▶ **Your goal**
Every record below, from the first line to the last, is to be set down again exactly.
[Data Boundary: Start]
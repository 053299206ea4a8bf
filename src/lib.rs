/******************************************************************************
   Author: Joaquín Béjar García
   Email: jb@taunais.com
   Date: 17/10/26
******************************************************************************/

//! # OData Read Oracle
//!
//! Client for the OData read oracle, a companion test service that returns the
//! reference ("expected") JSON for a feed, entry, service document or metadata
//! document. Test suites compare that output against what their own client
//! library parsed.
//!
//! ## Example
//! ```ignore
//! use odata_read_oracle::prelude::*;
//!
//! setup_logger();
//! let client = OracleClient::new(Config::new())?;
//! let expected = client
//!     .read_feed("http://localhost/tests/Service.svc/Customers".into(), Some(ATOM_MIME), false)
//!     .await?;
//! ```

/// Application layer: configuration, client and service interfaces
pub mod application;
/// Global constants
pub mod constants;
/// Error types
pub mod error;
/// Request models, endpoint table and HTTP transport
pub mod model;
/// Convenience re-exports
pub mod prelude;
/// Utility helpers
pub mod utils;

/// Library version
pub const VERSION: &str = env!("CARGO_PKG_VERSION");

/// Returns the library version
#[must_use]
pub fn version() -> &'static str {
    VERSION
}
[Data Boundary: End]
▶ **Solution below**
repository 053299206ea4a8bf
filename src/lib.rs
/******************************************************************************
   Author: Joaquín Béjar García
   Email: jb@taunais.com
   Date: 17/10/26
******************************************************************************/

//! # OData Read Oracle
//!
//! Client for the OData read oracle, a companion test service that returns the
//! reference ("expected") JSON for a feed, entry, service document or metadata
//! document. Test suites compare that output against what their own client
//! library parsed.
//!
//! ## Example
//! ```ignore
//! use odata_read_oracle::prelude::*;
//!
//! setup_logger();
//! let client = OracleClient::new(Config::new())?;
//! let expected = client
//!     .read_feed("http://localhost/tests/Service.svc/Customers".into(), Some(ATOM_MIME), false)
//!     .await?;
//! ```

/// Application layer: configuration, client and service interfaces
pub mod application;
/// Global constants
pub mod constants;
/// Error types
pub mod error;
/// Request models, endpoint table and HTTP transport
pub mod model;
/// Convenience re-exports
pub mod prelude;
/// Utility helpers
pub mod utils;

/// Library version
pub const VERSION: &str = env!("CARGO_PKG_VERSION");

/// Returns the library version
#[must_use]
pub fn version() -> &'static str {
    VERSION
}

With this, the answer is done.